Stored data entries:

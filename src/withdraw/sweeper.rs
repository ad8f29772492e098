//! Drain residual balances from owned configuration records.
//!
//! Records are found by the authority field filter. In live mode each
//! funded record gets its own transaction: an optional charity transfer
//! followed by `withdraw_funds`. One record failing never stops the sweep.

use solana_sdk::pubkey::Pubkey;
use solana_sdk::signature::{Keypair, Signer};
use solana_sdk::system_instruction;
use std::sync::Arc;
use thiserror::Error;

use crate::blockchain::client::{Ledger, OwnedAccount};
use crate::blockchain::program::withdraw_funds;
use crate::blockchain::types::BlockchainError;

const BPS_DENOMINATOR: u128 = 10_000;

#[derive(Debug, Error)]
pub enum WithdrawError {
    #[error("charity percentage must be within [0, 100], got {0}")]
    InvalidPercent(f64),

    #[error("failed to enumerate owned records: {0}")]
    Enumerate(#[source] BlockchainError),
}

/// Charity destination and share, stored in basis points.
#[derive(Debug, Clone, Copy, PartialEq, Eq)]
pub struct CharityShare {
    pub address: Pubkey,
    bps: u16,
}

impl CharityShare {
    /// `percent` may carry up to two decimals; anything finer is rounded.
    pub fn new(address: Pubkey, percent: f64) -> Result<Self, WithdrawError> {
        if !percent.is_finite() || !(0.0..=100.0).contains(&percent) {
            return Err(WithdrawError::InvalidPercent(percent));
        }
        Ok(Self {
            address,
            bps: (percent * 100.0).round() as u16,
        })
    }

    pub fn basis_points(&self) -> u16 {
        self.bps
    }

    /// Share of `lamports` owed to the charity, rounded down.
    pub fn donation(&self, lamports: u64) -> u64 {
        (u128::from(lamports) * u128::from(self.bps) / BPS_DENOMINATOR) as u64
    }
}

/// A record whose withdrawal failed.
#[derive(Debug, Clone, PartialEq, Eq)]
pub struct RecordFailure {
    pub address: Pubkey,
    pub reason: String,
}

#[derive(Debug, Clone, Default, PartialEq, Eq)]
pub struct SweepReport {
    pub dry_run: bool,
    pub record_count: usize,
    pub total_lamports: u64,
    /// Donation computed (dry run) or sent (live).
    pub donation_lamports: u64,
    /// Records drained, or with nothing to drain.
    pub success_count: usize,
    pub failures: Vec<RecordFailure>,
}

impl SweepReport {
    pub fn success(&self) -> bool {
        self.failures.is_empty()
    }
}

pub struct WithdrawalSweeper {
    ledger: Arc<dyn Ledger>,
    program_id: Pubkey,
}

impl WithdrawalSweeper {
    pub fn new(ledger: Arc<dyn Ledger>, program_id: Pubkey) -> Self {
        Self { ledger, program_id }
    }

    /// Records owned by `authority` with their balances.
    pub async fn owned_records(&self, authority: &Pubkey) -> Result<Vec<OwnedAccount>, WithdrawError> {
        self.ledger
            .program_accounts_by_authority(&self.program_id, authority)
            .await
            .map_err(WithdrawError::Enumerate)
    }

    pub async fn sweep(
        &self,
        authority: &Keypair,
        charity: Option<&CharityShare>,
        dry_run: bool,
    ) -> Result<SweepReport, WithdrawError> {
        let authority_key = authority.pubkey();
        let records = self.owned_records(&authority_key).await?;
        let charity = charity.filter(|c| c.basis_points() > 0);

        let mut report = SweepReport {
            dry_run,
            record_count: records.len(),
            total_lamports: records.iter().map(|r| r.lamports).sum(),
            ..SweepReport::default()
        };
        tracing::info!(
            authority = %authority_key,
            records = report.record_count,
            lamports = report.total_lamports,
            "Owned configuration records found"
        );

        if dry_run {
            if let Some(charity) = charity {
                report.donation_lamports = records.iter().map(|r| charity.donation(r.lamports)).sum();
                tracing::info!(
                    charity = %charity.address,
                    basis_points = charity.basis_points(),
                    lamports = report.donation_lamports,
                    "Dry run donation"
                );
            }
            report.success_count = report.record_count;
            return Ok(report);
        }

        for record in &records {
            if record.lamports == 0 {
                tracing::debug!(candy_machine = %record.address, "Record already empty");
                report.success_count += 1;
                continue;
            }

            let mut instructions = Vec::with_capacity(2);
            let donation = charity.map_or(0, |c| c.donation(record.lamports));
            if let Some(charity) = charity.filter(|_| donation > 0) {
                instructions.push(system_instruction::transfer(&authority_key, &charity.address, donation));
            }
            instructions.push(withdraw_funds(&self.program_id, &record.address, &authority_key));

            match self
                .ledger
                .send_and_confirm(&instructions, &authority_key, &[authority])
                .await
            {
                Ok(signature) => {
                    tracing::info!(
                        candy_machine = %record.address,
                        lamports = record.lamports,
                        donation,
                        signature = %signature,
                        "Withdrew record balance"
                    );
                    report.success_count += 1;
                    report.donation_lamports += donation;
                }
                Err(e) => {
                    tracing::error!(candy_machine = %record.address, error = %e, "Withdraw failed");
                    report.failures.push(RecordFailure {
                        address: record.address,
                        reason: e.to_string(),
                    });
                }
            }
        }

        tracing::info!(
            succeeded = report.success_count,
            total = report.record_count,
            "Withdraw sweep finished"
        );
        Ok(report)
    }
}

§ **What to produce**:
Repeat every line exactly, starting with the first line of the entries, and stop once the line containing "use crate::blockchain::types::BlockchainError;" has been given.

§ **Task result**:
filename src/withdraw/sweeper.rs
repository ad8f29772492e098
//! Drain residual balances from owned configuration records.
//!
//! Records are found by the authority field filter. In live mode each
//! funded record gets its own transaction: an optional charity transfer
//! followed by `withdraw_funds`. One record failing never stops the sweep.

use solana_sdk::pubkey::Pubkey;
use solana_sdk::signature::{Keypair, Signer};
use solana_sdk::system_instruction;
use std::sync::Arc;
use thiserror::Error;

use crate::blockchain::client::{Ledger, OwnedAccount};
use crate::blockchain::program::withdraw_funds;
use crate::blockchain::types::BlockchainError;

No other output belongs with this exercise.